Génocide des Tutsi: 30 ans de prison requis à Paris contre un ex-médecin rwandais

Une peine de trente ans de réclusion a été réclamée lundi contre l'ex-médecin rwandais Sosthène Munyemana, jugé devant la cour d'assises de Paris pour son éventuelle implication dans le génocide au...

L'ancien médecin rwandais, Sosthène Munyemana, arrive à la cour d'assises de Paris, accompagné de son avocate Me Florence Bourg, le 14 novembre 2023 © ALAIN JOCARD
L'ancien médecin rwandais, Sosthène Munyemana, arrive à la cour d'assises de Paris, accompagné de son avocate Me Florence Bourg, le 14 novembre 2023 © ALAIN JOCARD

Une peine de trente ans de réclusion a été réclamée lundi contre l'ex-médecin rwandais Sosthène Munyemana, jugé devant la cour d'assises de Paris pour son éventuelle implication dans le génocide au Rwanda en 1994, dans un réquisitoire implacable.

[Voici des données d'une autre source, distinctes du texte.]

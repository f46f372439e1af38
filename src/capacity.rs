// SPDX-License-Identifier: AGPL-3.0-or-later
//
// Copyright (C) 2025 Daniel Negri
//
// This program is free software: you can redistribute it and/or modify
// it under the terms of the GNU Affero General Public License as published by
// the Free Software Foundation, either version 3 of the License, or
// (at your option) any later version.
//
// This program is distributed in the hope that it will be useful,
// but WITHOUT ANY WARRANTY; without even the implied warranty of
// MERCHANTABILITY or FITNESS FOR A PARTICULAR PURPOSE. See the
// GNU Affero General Public License for more details.
//
// You should have received a copy of the GNU Affero General Public License
// along with this program. If not, see <https://www.gnu.org/licenses/>.

//! Capacity ledger.
//!
//! Counts confirmed seats and RAC slots for one inventory and hands out seat slots.
//! Only the allocation engine mutates a ledger, always under the inventory lock.
//!
//! # Example
//!
//! ```
//! use rail_reservation_rs::{CapacityConfig, CapacityLedger, SeatSlot};
//!
//! let mut ledger = CapacityLedger::new(CapacityConfig::new(2, 1, 10));
//! assert_eq!(ledger.reserve_confirmed(), Some(SeatSlot(1)));
//! assert_eq!(ledger.available_seats(), 1);
//! ```

use crate::ReservationError;
use crate::base::SeatSlot;
use serde::{Deserialize, Serialize};
use std::collections::BTreeSet;

/// Per-inventory limits, supplied by the catalog.
#[derive(Debug, Clone, Copy, PartialEq, Eq, Serialize, Deserialize)]
pub struct CapacityConfig {
    pub total_seats: u16,
    pub rac_limit: u32,
    pub waitlist_cap: u32,
}

impl CapacityConfig {
    pub fn new(total_seats: u16, rac_limit: u32, waitlist_cap: u32) -> Self {
        Self {
            total_seats,
            rac_limit,
            waitlist_cap,
        }
    }
}

/// Point-in-time view of a ledger, for reporting.
#[derive(Debug, Clone, Copy, PartialEq, Eq, Serialize)]
pub struct CapacitySnapshot {
    pub total_seats: u16,
    pub confirmed_count: u32,
    pub available_seats: u32,
    pub rac_limit: u32,
    pub rac_count: u32,
    pub waitlist_cap: u32,
}

#[derive(Debug, Clone)]
pub struct CapacityLedger {
    config: CapacityConfig,
    confirmed_count: u32,
    rac_count: u32,
    /// Seat slots not currently held by a confirmed passenger.
    free_seats: BTreeSet<SeatSlot>,
}

impl CapacityLedger {
    pub fn new(config: CapacityConfig) -> Self {
        Self {
            config,
            confirmed_count: 0,
            rac_count: 0,
            free_seats: (1..=config.total_seats).map(SeatSlot).collect(),
        }
    }

    pub fn config(&self) -> CapacityConfig {
        self.config
    }

    pub fn confirmed_count(&self) -> u32 {
        self.confirmed_count
    }

    pub fn rac_count(&self) -> u32 {
        self.rac_count
    }

    pub fn available_seats(&self) -> u32 {
        u32::from(self.config.total_seats) - self.confirmed_count
    }

    fn assert_invariants(&self) {
        debug_assert!(
            self.confirmed_count <= u32::from(self.config.total_seats),
            "Invariant violated: confirmed_count {} exceeds total_seats {}",
            self.confirmed_count,
            self.config.total_seats
        );
        debug_assert!(
            self.rac_count <= self.config.rac_limit,
            "Invariant violated: rac_count {} exceeds rac_limit {}",
            self.rac_count,
            self.config.rac_limit
        );
        debug_assert_eq!(
            self.free_seats.len() as u32 + self.confirmed_count,
            u32::from(self.config.total_seats),
            "Invariant violated: seat slots out of sync with confirmed_count"
        );
    }

    /// Verifies count bounds and seat bookkeeping.
    pub fn check_invariants(&self) -> Result<(), ReservationError> {
        let total = u32::from(self.config.total_seats);
        if self.confirmed_count > total {
            return Err(ReservationError::consistency(format!(
                "confirmed_count {} exceeds total_seats {}",
                self.confirmed_count, total
            )));
        }
        if self.rac_count > self.config.rac_limit {
            return Err(ReservationError::consistency(format!(
                "rac_count {} exceeds rac_limit {}",
                self.rac_count, self.config.rac_limit
            )));
        }
        if self.free_seats.len() as u32 + self.confirmed_count != total {
            return Err(ReservationError::consistency(
                "free seat slots out of sync with confirmed_count",
            ));
        }
        Ok(())
    }

    /// Takes the lowest free seat slot, or `None` when the class is full.
    pub fn reserve_confirmed(&mut self) -> Option<SeatSlot> {
        let seat = self.free_seats.pop_first()?;
        self.confirmed_count += 1;
        self.assert_invariants();
        Some(seat)
    }

    /// Takes one RAC slot if the pool has headroom.
    pub fn reserve_rac(&mut self) -> bool {
        if self.rac_count >= self.config.rac_limit {
            return false;
        }
        self.rac_count += 1;
        self.assert_invariants();
        true
    }

    /// Returns a confirmed seat slot to the pool.
    pub fn release_confirmed(&mut self, seat: SeatSlot) -> Result<(), ReservationError> {
        if self.confirmed_count == 0 {
            return Err(ReservationError::consistency(
                "release_confirmed with confirmed_count at zero",
            ));
        }
        if seat.0 == 0 || seat.0 > self.config.total_seats || !self.free_seats.insert(seat) {
            return Err(ReservationError::consistency(format!(
                "seat slot {seat} is not held"
            )));
        }
        self.confirmed_count -= 1;
        self.assert_invariants();
        Ok(())
    }

    pub fn release_rac(&mut self) -> Result<(), ReservationError> {
        if self.rac_count == 0 {
            return Err(ReservationError::consistency(
                "release_rac with rac_count at zero",
            ));
        }
        self.rac_count -= 1;
        self.assert_invariants();
        Ok(())
    }

    /// Moves one RAC holder onto a free confirmed seat in a single step.
    pub fn transfer_rac_to_confirmed(&mut self) -> Result<SeatSlot, ReservationError> {
        if self.rac_count == 0 {
            return Err(ReservationError::consistency(
                "RAC promotion with rac_count at zero",
            ));
        }
        let seat = self.free_seats.pop_first().ok_or_else(|| {
            ReservationError::consistency("RAC promotion without a free confirmed seat")
        })?;
        self.rac_count -= 1;
        self.confirmed_count += 1;
        self.assert_invariants();
        Ok(seat)
    }

    pub fn snapshot(&self) -> CapacitySnapshot {
        CapacitySnapshot {
            total_seats: self.config.total_seats,
            confirmed_count: self.confirmed_count,
            available_seats: self.available_seats(),
            rac_limit: self.config.rac_limit,
            rac_count: self.rac_count,
            waitlist_cap: self.config.waitlist_cap,
        }
    }
}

"La somme des choix de Sosthène Munyemana" entre avril et juin 1994, quand il a fui le Rwanda, "dessine les traits d'un génocidaire", a asséné l'accusation dans ce réquisitoire à deux voix, qui avait été entamé vendredi et a duré au total plus de sept heures.

Au cours de leur démonstration, les deux avocats généraux, Sophie Havard et Nicolas Peron, ont demandé à la cour de reconnaître l'accusé, aujourd'hui âgé de 68 ans et qui vit dans le sud-ouest de la France depuis septembre 1994, coupable de génocide, crimes contre l'humanité, participation à une entente en vue de la préparation de ces crimes, ainsi que pour complicité.

Rôle central

Pour eux, loin d'être le personnage qu'il a décrit en audience, "il savait, il a choisi d’apporter son concours au plan génocidaire, a choisi d’occuper un rôle central et incontournable dans ce dispositif".

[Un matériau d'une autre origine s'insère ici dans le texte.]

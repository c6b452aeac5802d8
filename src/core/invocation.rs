//! The generic invoke-and-project routine shared by every operation.
//!
//! An invocation moves through `Idle -> (Confirming) -> Dispatching ->
//! Succeeded | Failed`, or stops at `Declined` when the gate says no.
//! Binding and selector errors happen before any of that, when the
//! [`InvocationContext`] is built.

use crate::core::binder::{BoundRequest, ParameterBinder, RawParameters};
use crate::core::catalog::OperationDescriptor;
use crate::core::confirm::{ConfirmationGate, ConfirmationOptions, GateDecision};
use crate::core::dispatch::{Dispatcher, IamService};
use crate::core::host::InteractionHost;
use crate::core::selector::Selector;
use crate::domain::error::{IamCtlError, IamCtlResult};
use serde::Serialize;
use serde_json::Value;
use std::fmt;
use tokio_util::sync::CancellationToken;
use tracing::{debug, info_span, Instrument};
use uuid::Uuid;

/// Lifecycle state of an invocation
#[derive(Debug, Clone, Copy, PartialEq, Eq, Serialize)]
pub enum InvocationState {
    Idle,
    Confirming,
    Dispatching,
    Succeeded,
    Failed,
    Declined,
}

impl fmt::Display for InvocationState {
    fn fmt(&self, f: &mut fmt::Formatter<'_>) -> fmt::Result {
        let name = match self {
            InvocationState::Idle => "Idle",
            InvocationState::Confirming => "Confirming",
            InvocationState::Dispatching => "Dispatching",
            InvocationState::Succeeded => "Succeeded",
            InvocationState::Failed => "Failed",
            InvocationState::Declined => "Declined",
        };
        f.write_str(name)
    }
}

/// Everything one command execution needs, owned exclusively by it
#[derive(Debug)]
pub struct InvocationContext {
    pub id: Uuid,
    pub operation: &'static OperationDescriptor,
    pub request: BoundRequest,
    pub selector: Selector,
    pub cancel: CancellationToken,
    state: InvocationState,
}

impl InvocationContext {
    /// Bind parameters and resolve the selector. Fails before any prompt or network call.
    pub fn bind(
        operation: &'static OperationDescriptor,
        raw: RawParameters,
        select: Option<&str>,
        cancel: CancellationToken,
    ) -> IamCtlResult<Self> {
        let selector = Selector::resolve(select, operation)?;
        let request = ParameterBinder::new(operation).bind(raw)?;

        Ok(Self {
            id: Uuid::new_v4(),
            operation,
            request,
            selector,
            cancel,
            state: InvocationState::Idle,
        })
    }

    pub fn state(&self) -> InvocationState {
        self.state
    }

    fn transition(&mut self, next: InvocationState) {
        debug!(from = %self.state, to = %next, "invocation state change");
        self.state = next;
    }
}

/// Final result of an invocation
#[derive(Debug, Clone, Copy, PartialEq, Eq, Serialize)]
pub enum Outcome {
    Succeeded,
    /// The gate declined or a what-if run stopped short; not an error
    Declined,
    Failed,
}

/// Projected output paired with the raw response and/or the captured failure
#[derive(Debug)]
pub struct OutputEnvelope {
    pub invocation_id: Uuid,
    pub operation: &'static str,
    pub outcome: Outcome,
    pub output: Option<Value>,
    pub response: Option<Value>,
    pub error: Option<IamCtlError>,
}

impl OutputEnvelope {
    fn declined(context: &InvocationContext) -> Self {
        Self {
            invocation_id: context.id,
            operation: context.operation.operation,
            outcome: Outcome::Declined,
            output: None,
            response: None,
            error: None,
        }
    }

    fn failed(context: &InvocationContext, error: IamCtlError) -> Self {
        Self {
            invocation_id: context.id,
            operation: context.operation.operation,
            outcome: Outcome::Failed,
            output: None,
            response: None,
            error: Some(error),
        }
    }

    pub fn is_success(&self) -> bool {
        self.outcome == Outcome::Succeeded
    }

    /// The projected output, or the captured failure
    pub fn into_result(self) -> IamCtlResult<Option<Value>> {
        match self.error {
            Some(error) => Err(error),
            None => Ok(self.output),
        }
    }

    /// Hand projected output to the host. Failures come back to the caller, which
    /// reports them once through `InteractionHost::emit_error`.
    pub fn emit_to(self, host: &dyn InteractionHost) -> IamCtlResult<()> {
        match self.into_result()? {
            Some(value) if has_content(&value) => host.emit(&value),
            _ => Ok(()),
        }
    }
}

/// Null and empty objects carry nothing worth showing
fn has_content(value: &Value) -> bool {
    match value {
        Value::Null => false,
        Value::Object(map) => !map.is_empty(),
        Value::Array(items) => !items.is_empty(),
        _ => true,
    }
}

/// Runs bound invocations against a service through a host
pub struct Invoker<'a> {
    service: &'a dyn IamService,
    host: &'a dyn InteractionHost,
}

impl<'a> Invoker<'a> {
    pub fn new(service: &'a dyn IamService, host: &'a dyn InteractionHost) -> Self {
        Self { service, host }
    }

    pub async fn run(
        &self,
        mut context: InvocationContext,
        options: ConfirmationOptions,
    ) -> OutputEnvelope {
        let span = info_span!(
            "invocation",
            id = %context.id,
            operation = context.operation.operation
        );

        async move {
            if context.operation.is_state_changing() {
                context.transition(InvocationState::Confirming);
            }

            let decision = ConfirmationGate::new(options).check(
                context.operation,
                &context.request,
                self.host,
            );
            match decision {
                Ok(GateDecision::Proceed) => {}
                Ok(GateDecision::Declined) | Ok(GateDecision::WhatIf) => {
                    context.transition(InvocationState::Declined);
                    return OutputEnvelope::declined(&context);
                }
                Err(error) => {
                    context.transition(InvocationState::Failed);
                    return OutputEnvelope::failed(&context, error);
                }
            }

            context.transition(InvocationState::Dispatching);
            let result = Dispatcher::new(self.service)
                .dispatch(context.operation, &context.request, &context.cancel)
                .await;

            match result {
                Ok(response) => {
                    context.transition(InvocationState::Succeeded);
                    let output = context.selector.project(&response, &context.request);
                    OutputEnvelope {
                        invocation_id: context.id,
                        operation: context.operation.operation,
                        outcome: Outcome::Succeeded,
                        output: Some(output),
                        response: Some(response),
                        error: None,
                    }
                }
                Err(error) => {
                    context.transition(InvocationState::Failed);
                    OutputEnvelope::failed(&context, error)
                }
            }
        }
        .instrument(span)
        .await
    }
}

#[cfg(test)]
mod tests {
    use super::*;
    use crate::core::catalog::Catalog;
    use crate::domain::error::ServiceError;
    use async_trait::async_trait;
    use serde_json::json;
    use std::sync::atomic::{AtomicUsize, Ordering};
    use std::sync::Mutex;

    struct EchoService {
        calls: AtomicUsize,
    }

    #[async_trait]
    impl IamService for EchoService {
        async fn invoke(
            &self,
            operation: &'static OperationDescriptor,
            request: &BoundRequest,
        ) -> Result<Value, ServiceError> {
            self.calls.fetch_add(1, Ordering::SeqCst);
            Ok(json!({ "Roles": [request], "Marker": operation.operation }))
        }
    }

    struct EmptyListService;

    #[async_trait]
    impl IamService for EmptyListService {
        async fn invoke(
            &self,
            _operation: &'static OperationDescriptor,
            _request: &BoundRequest,
        ) -> Result<Value, ServiceError> {
            Ok(json!({ "Roles": [], "IsTruncated": false }))
        }
    }

    #[derive(Default)]
    struct RecordingHost {
        emitted: Mutex<Vec<Value>>,
    }

    impl InteractionHost for RecordingHost {
        fn confirm(&self, _message: &str) -> IamCtlResult<bool> {
            Err(IamCtlError::Prompt("no terminal".to_string()))
        }

        fn notice(&self, _message: &str) -> IamCtlResult<()> {
            Ok(())
        }

        fn emit(&self, value: &Value) -> IamCtlResult<()> {
            self.emitted.lock().unwrap().push(value.clone());
            Ok(())
        }

        fn emit_error(&self, _error: &IamCtlError) {}
    }

    fn context(name: &str, params: Value, select: Option<&str>) -> InvocationContext {
        let Value::Object(map) = params else { panic!("object expected") };
        let op = Catalog::builtin().find(name).unwrap();
        InvocationContext::bind(op, map, select, CancellationToken::new()).unwrap()
    }

    #[test]
    fn test_context_starts_idle() {
        let ctx = context("GetRole", json!({"RoleName": "r"}), None);
        assert_eq!(ctx.state(), InvocationState::Idle);
        assert_eq!(ctx.selector, Selector::Field(vec!["Role".to_string()]));
    }

    #[test]
    fn test_bad_selector_fails_at_bind_time() {
        let op = Catalog::builtin().find("GetRole").unwrap();
        let mut params = RawParameters::new();
        params.insert("RoleName".to_string(), json!("r"));
        let err = InvocationContext::bind(op, params, Some("Nope"), CancellationToken::new())
            .unwrap_err();
        assert!(matches!(err, IamCtlError::Selector { .. }));
    }

    #[tokio::test]
    async fn test_success_envelope_keeps_raw_response() {
        let service = EchoService { calls: AtomicUsize::new(0) };
        let host = RecordingHost::default();
        let ctx = context("ListRoles", json!({"MaxItems": 5}), None);

        let envelope = Invoker::new(&service, &host)
            .run(ctx, ConfirmationOptions::default())
            .await;

        assert!(envelope.is_success());
        assert_eq!(envelope.output, Some(json!([{"MaxItems": 5}])));
        assert_eq!(envelope.response.as_ref().unwrap()["Marker"], "ListRoles");

        envelope.emit_to(&host).unwrap();
        assert_eq!(host.emitted.lock().unwrap().len(), 1);
    }

    #[tokio::test]
    async fn test_prompt_failure_is_captured() {
        let service = EchoService { calls: AtomicUsize::new(0) };
        let host = RecordingHost::default();
        let ctx = context("DeleteRole", json!({"RoleName": "r"}), None);

        let envelope = Invoker::new(&service, &host)
            .run(ctx, ConfirmationOptions::default())
            .await;

        assert_eq!(envelope.outcome, Outcome::Failed);
        assert_eq!(service.calls.load(Ordering::SeqCst), 0);
        let err = envelope.emit_to(&host).unwrap_err();
        assert!(matches!(err, IamCtlError::Prompt(_)));
        assert!(host.emitted.lock().unwrap().is_empty());
    }

    #[tokio::test]
    async fn test_empty_output_emits_nothing() {
        let service = EchoService { calls: AtomicUsize::new(0) };
        let host = RecordingHost::default();
        let ctx = context("GetUser", json!({}), Some("^UserName"));

        let envelope = Invoker::new(&service, &host)
            .run(ctx, ConfirmationOptions::default())
            .await;

        assert_eq!(envelope.output, Some(Value::Null));
        envelope.emit_to(&host).unwrap();
        assert!(host.emitted.lock().unwrap().is_empty());
    }

    #[tokio::test]
    async fn test_empty_list_emits_nothing() {
        let host = RecordingHost::default();
        let ctx = context("ListRoles", json!({}), None);

        let envelope = Invoker::new(&EmptyListService, &host)
            .run(ctx, ConfirmationOptions::default())
            .await;

        assert!(envelope.is_success());
        assert_eq!(envelope.output, Some(json!([])));
        envelope.emit_to(&host).unwrap();
        assert!(host.emitted.lock().unwrap().is_empty());
    }
}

Sosthène Munyemana est soupçonné d'avoir joué un rôle dans les massacres en signant une motion de soutien au gouvernement intérimaire institué après l'attentat contre l'avion du président hutu Juvénal Habyarimana, qui a encouragé les tueries commises entre avril et juillet 1994, dans lesquelles plus de 800.000 personnes sont mortes. 

On lui reproche aussi d'avoir mis en place des barrières et des rondes à Tumba, dans la préfecture de Butare (sud du Rwanda), au cours desquelles des personnes ont été interpellées avant d'être tuées, et d'avoir détenu la clé d'un bureau de secteur où étaient enfermés des Tutsi avant leur exécution.

Tout au long des cinq semaines de débats devant la cour d'assises, Sosthène Munyemana n'a eu de cesse de contester ces accusations, affirmant avoir été un Hutu modéré qui avait au contraire tenté de "sauver" des Tutsi en leur offrant "refuge" dans le bureau de secteur. 

"C’est le lieu le plus exposé à Tumba, il n’y a aucun espoir d’y survivre en s’y cachant", a au contraire estimé Sophie Havard, décrivant cet endroit comme un "couloir de la mort".

L'ancien médecin a aussi affirmé avoir tardé à prendre conscience de la radicalisation de certains de ses amis, dont le Premier ministre du gouvernement intérimaire, Jean Kambanda, condamné définitivement en 2000 par le Tribunal pénal international pour le Rwanda (TPIR) à la réclusion criminelle à perpétuité pour sa participation au génocide.

Intellectuel parfaitement éclairé

"Peut-on sérieusement croire l'accusé, un intellectuel parfaitement éclairé, lorsqu'il prétend que depuis Butare il n’a pas perçu la dérive génocidaire du gouvernement?", avait demandé vendredi la magistrate. "Il ne pouvait ignorer que l’Etat rwandais était devenu le meurtrier de sa population".

Pourtant, Sosthène Munyemana "n'a pas ménagé ses efforts pour tenter de convaincre (…) qu’il était un modéré avec une équation simple voire simpliste", a-t-elle observé. Il a affirmé avoir fait partie du Mouvement démocratique républicain, mais réfuté avoir adhéré à sa tendance extrémiste, "Hutu Power", évoquant avoir suivi une "troisième voie", favorable aux accords d'Arusha.

Cette troisième voie est "une chimère", a balayé la magistrate.

Nicolas Peron a jugé pour sa part que l'accusé n'avait fait l'objet d'"aucune forme de contrainte". Il "n'occupait aucune fonction officielle" et il aurait "pu ne prendre aucune part dans les massacres".

Au contraire, Sosthène Munyemana a fait le choix de "participer à la bascule du pays dans l'extrémisme, d'aider le gouvernement intérimaire à étendre les massacres dans la préfecture de Butare" et de "participer directement et activement dans le génocide sur le secteur de Tumba", selon l'accusation.

Et ce en raison de sa "fascination pour le pouvoir politique": "en se mettant au service du projet génocidaire, il espérait en tirer un profit personnel".

Les avocats de la défense doivent plaider dans l'après-midi. Le verdict est attendu mardi.